E’ celebrato il duecentocinquantesimo anniversario della edizione del libro di C. Beccaria “Dei Delitti e delle Pene”.
Rispetto alla situazione mondiale dei delitti, il Paese nativo dell’autore è degenerato fino alla incriminazione delle persone in quanto tali, per la connotazione etnica o etica, traibile anche per contiguità rispetto alle persone o gruppi di persone che la possiedano (degenerazione promossa dall’hitlerismo lo stalinismo il mussolinismo).
Rispetto alle pene, esse hanno tralasciato ogni principio di proporzione, tendono ad attestarsi, tutte, intorno all’ergastolo. E, quanto alla pena di morte, essa è mantenuta nella forma criptica dei suicidii in carcere o da spavento per la minaccia del carcere o, talora, della degradazione sociale: e nella forma, criptica, della “esecuzione sul posto”, sempre più praticata dalle forze di “ordine pubblico”. D’altronde, cento anni dopo la edizione del libro, la prima forza di ordine pubblico, quella dei carabinieri, stanziata nel meridione italiano, sterminava “i briganti” insieme alle popolazioni contigue, sparando a vista.
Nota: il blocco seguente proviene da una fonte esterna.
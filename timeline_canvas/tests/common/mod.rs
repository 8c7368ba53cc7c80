// Copyright 2025 the Timeline Canvas Authors
// SPDX-License-Identifier: Apache-2.0 OR MIT

//! Shared helpers for timeline integration tests.

#![allow(
    missing_docs,
    dead_code,
    reason = "Integration-test helper module; each test binary uses a different subset."
)]

use std::cell::RefCell;
use std::rc::Rc;

use chrono::{DateTime, TimeDelta, TimeZone, Utc};
use kurbo::Size;
use serde_json::{Value, json};
use timeline_canvas::{Config, Timeline};
use timeline_imaging::{DrawOp, RecordingSurface};

pub(crate) const WIDTH: f64 = 800.0;
pub(crate) const HEIGHT: f64 = 400.0;
pub(crate) const BASELINE: f64 = HEIGHT / 2.0;

pub(crate) fn reference() -> DateTime<Utc> {
    Utc.with_ymd_and_hms(2024, 6, 15, 12, 0, 0).unwrap()
}

pub(crate) fn days_after_reference(days: i64) -> DateTime<Utc> {
    reference() + TimeDelta::days(days)
}

pub(crate) fn config(overrides: &Value) -> Config {
    let mut merged = json!({ "utcOffsetMinutes": 0 });
    if let (Some(base), Some(extra)) = (merged.as_object_mut(), overrides.as_object()) {
        base.extend(extra.clone());
    }
    Config::resolve(&merged).unwrap()
}

pub(crate) fn timeline_sized(size: Size, overrides: &Value) -> Timeline<RecordingSurface> {
    let _ = tracing_subscriber::fmt()
        .with_env_filter(tracing_subscriber::EnvFilter::from_default_env())
        .with_test_writer()
        .try_init();
    Timeline::with_reference(RecordingSurface::new(size), config(overrides), reference()).unwrap()
}

pub(crate) fn timeline() -> Timeline<RecordingSurface> {
    timeline_sized(Size::new(WIDTH, HEIGHT), &Value::Null)
}

/// Collects payloads delivered to a listener.
pub(crate) fn recorder<T: Clone + 'static>() -> (Rc<RefCell<Vec<T>>>, impl FnMut(&T) + 'static) {
    let seen = Rc::new(RefCell::new(Vec::new()));
    let sink = Rc::clone(&seen);
    (seen, move |payload: &T| sink.borrow_mut().push(payload.clone()))
}

pub(crate) fn rotated_labels(ops: &[DrawOp]) -> Vec<(String, f64)> {
    ops.iter()
        .filter_map(|op| match op {
            DrawOp::FillText {
                text, origin, angle, ..
            } if *angle != 0.0 => Some((text.clone(), origin.x)),
            _ => None,
        })
        .collect()
}
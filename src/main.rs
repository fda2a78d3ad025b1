use std::time::Instant;

use clap::Parser;
use rand::SeedableRng;
use rand_chacha::ChaCha8Rng;

mod ascii;
mod bands;
mod export;
mod filter;
mod generate;
mod grid;
mod growth;

use generate::{NoiseFamily, NoiseParams};

#[derive(Parser, Debug)]
#[command(name = "noisegen")]
#[command(about = "Generate procedural 2D noise maps and terrain masks")]
struct Args {
    /// Width of the noise map in pixels
    #[arg(short = 'W', long, default_value = "256")]
    width: usize,

    /// Height of the noise map in pixels
    #[arg(short = 'H', long, default_value = "256")]
    height: usize,

    /// Noise family: uniform, growth, or coherent
    #[arg(short = 'f', long, default_value = "uniform")]
    family: String,

    /// Seed density for growth noise, in percent of cells
    #[arg(long, default_value = "0.8")]
    density: f64,

    /// Growth rounds before smoothing
    #[arg(long, default_value = "3")]
    spread: usize,

    /// Random seed (uses a random seed if not specified)
    #[arg(short, long)]
    seed: Option<u64>,

    /// Classify the map into terrain colors before export
    #[arg(long)]
    terrain: bool,

    /// Sea level for terrain classification (0-255)
    #[arg(long, default_value = "24")]
    sea_level: u8,

    /// Apply a glow pass around maximum-intensity cells with this brightness
    #[arg(long)]
    glow: Option<f64>,

    /// Print the map as a glyph gradient to stdout
    #[arg(long)]
    ascii: bool,

    /// Output PNG path
    #[arg(short = 'o', long, default_value = "noise.png")]
    output: String,

    /// Also export the glyph map to a text file
    #[arg(long)]
    export_text: Option<String>,
}

fn main() {
    let args = Args::parse();

    let family: NoiseFamily = match args.family.parse() {
        Ok(family) => family,
        Err(e) => {
            eprintln!("Error: {}", e);
            std::process::exit(1);
        }
    };

    let seed = args.seed.unwrap_or_else(|| rand::random());
    let mut rng = ChaCha8Rng::seed_from_u64(seed);

    println!("Generating {} noise with seed: {}", family.name(), seed);
    println!("Map size: {}x{}", args.width, args.height);

    let params = NoiseParams {
        density_percent: args.density,
        spread_distance: args.spread,
    };

    let progress: &dyn Fn(usize, usize) =
        &|done, total| println!("  smoothing {}/{}", done, total);

    let start = Instant::now();
    let mut noise_map = match generate::generate(
        args.width,
        args.height,
        family,
        &params,
        &mut rng,
        Some(progress),
    ) {
        Ok(grid) => grid,
        Err(e) => {
            eprintln!("Error: {}", e);
            std::process::exit(1);
        }
    };
    println!("Generated in {:.2?}", start.elapsed());

    if let Some(brightness) = args.glow {
        println!("Applying glow (brightness {})...", brightness);
        filter::glow(&mut noise_map, brightness);
    }

    if args.ascii {
        print!("{}", ascii::render_text(&noise_map));
    }

    if let Some(ref path) = args.export_text {
        match ascii::export_text(&noise_map, path, seed) {
            Ok(()) => println!("Exported text map to: {}", path),
            Err(e) => {
                eprintln!("Error exporting text map: {}", e);
                std::process::exit(1);
            }
        }
    }

    let result = if args.terrain {
        println!("Classifying terrain (sea level {})...", args.sea_level);
        let terrain_bands = bands::terrain_bands(args.sea_level);
        let terrain = bands::classify(&noise_map, &terrain_bands);
        export::export_terrain(&terrain, &args.output)
    } else {
        export::export_intensity(&noise_map, &args.output)
    };

    match result {
        Ok(()) => println!("Exported noise map to: {}", args.output),
        Err(e) => {
            eprintln!("Error exporting image: {}", e);
            std::process::exit(1);
        }
    }
}
//! Procedural 2D noise-map generation library
//!
//! Synthesizes intensity fields from uniform-random or seeded-growth noise,
//! smooths them with an iterative box-averaging filter, and classifies the
//! result into terrain color bands or text glyphs.

pub mod ascii;
pub mod bands;
pub mod export;
pub mod filter;
pub mod generate;
pub mod grid;
pub mod growth;
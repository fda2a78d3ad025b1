//! Text rendering and export for noise maps.
//!
//! Renders an intensity grid as a block-glyph map, two columns per cell so
//! the output is roughly square in a terminal, and exports it to a text
//! file with a generated header.

use std::fs::File;
use std::io::{self, Write};

use chrono::Local;

use crate::bands::glyph_bands;
use crate::grid::Grid;

/// Render an intensity grid as a glyph map, one row per line.
pub fn render_text(grid: &Grid<u8>) -> String {
    let bands = glyph_bands();
    let mut output = String::with_capacity((grid.width * 2 + 1) * grid.height + 1);
    output.push('\n');

    for y in 0..grid.height {
        for x in 0..grid.width {
            output.push_str(bands.output_for(*grid.get(x, y)));
        }
        output.push('\n');
    }

    output
}

/// Write the glyph map to a text file with a header recording the seed,
/// dimensions, and generation time.
pub fn export_text(grid: &Grid<u8>, path: &str, seed: u64) -> io::Result<()> {
    let mut file = File::create(path)?;

    writeln!(file, "=== NOISE MAP ===")?;
    writeln!(file, "Seed: {}", seed)?;
    writeln!(file, "Size: {}x{}", grid.width, grid.height)?;
    writeln!(file, "Generated: {}", Local::now().format("%Y-%m-%d %H:%M:%S"))?;
    write!(file, "{}", render_text(grid))?;

    Ok(())
}

#[cfg(test)]
mod tests {
    use super::*;

    #[test]
    fn test_render_picks_glyph_per_threshold() {
        let grid = Grid::from_raw(5, 1, vec![0u8, 56, 106, 156, 255]);
        let text = render_text(&grid);
        assert_eq!(
            text,
            "\n  \u{2591}\u{2591}\u{2592}\u{2592}\u{2593}\u{2593}\u{2588}\u{2588}\n"
        );
    }

    #[test]
    fn test_render_one_line_per_row() {
        let grid: Grid<u8> = Grid::new(3, 4);
        let text = render_text(&grid);
        // Leading newline plus one per row.
        assert_eq!(text.matches('\n').count(), 5);
        assert!(text.starts_with('\n'));
    }
}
E rispetto alla tortura in senso proprio, essa, trasferita sul piano della privazione sensoriale da quello della offesa sensoriale, ha raggiunto, nelle diverse gradazioni, il massimo della diffusione.
D’altronde, negli altri Paesi, mediorientali e orientali, o in alcuni Paesi occidentali, ospitanti quella edizione, la pena di morte esplicita straripa, insieme a quella implicita o tacita o informale…
Tutto ciò mostra il fallimento, a lungo medio e breve termine, globale, del libro..
Il quale, in effetti, ebbe un limite strutturale, quello di non avere neppure minimamente confutato (combattuto) il potere penale quale espressione e parte del potere politico economico generale, ebbe il limite, quindi, di essersi mosso ad esclusivamente moderarlo, nelle pene e nelle procedure del tempo.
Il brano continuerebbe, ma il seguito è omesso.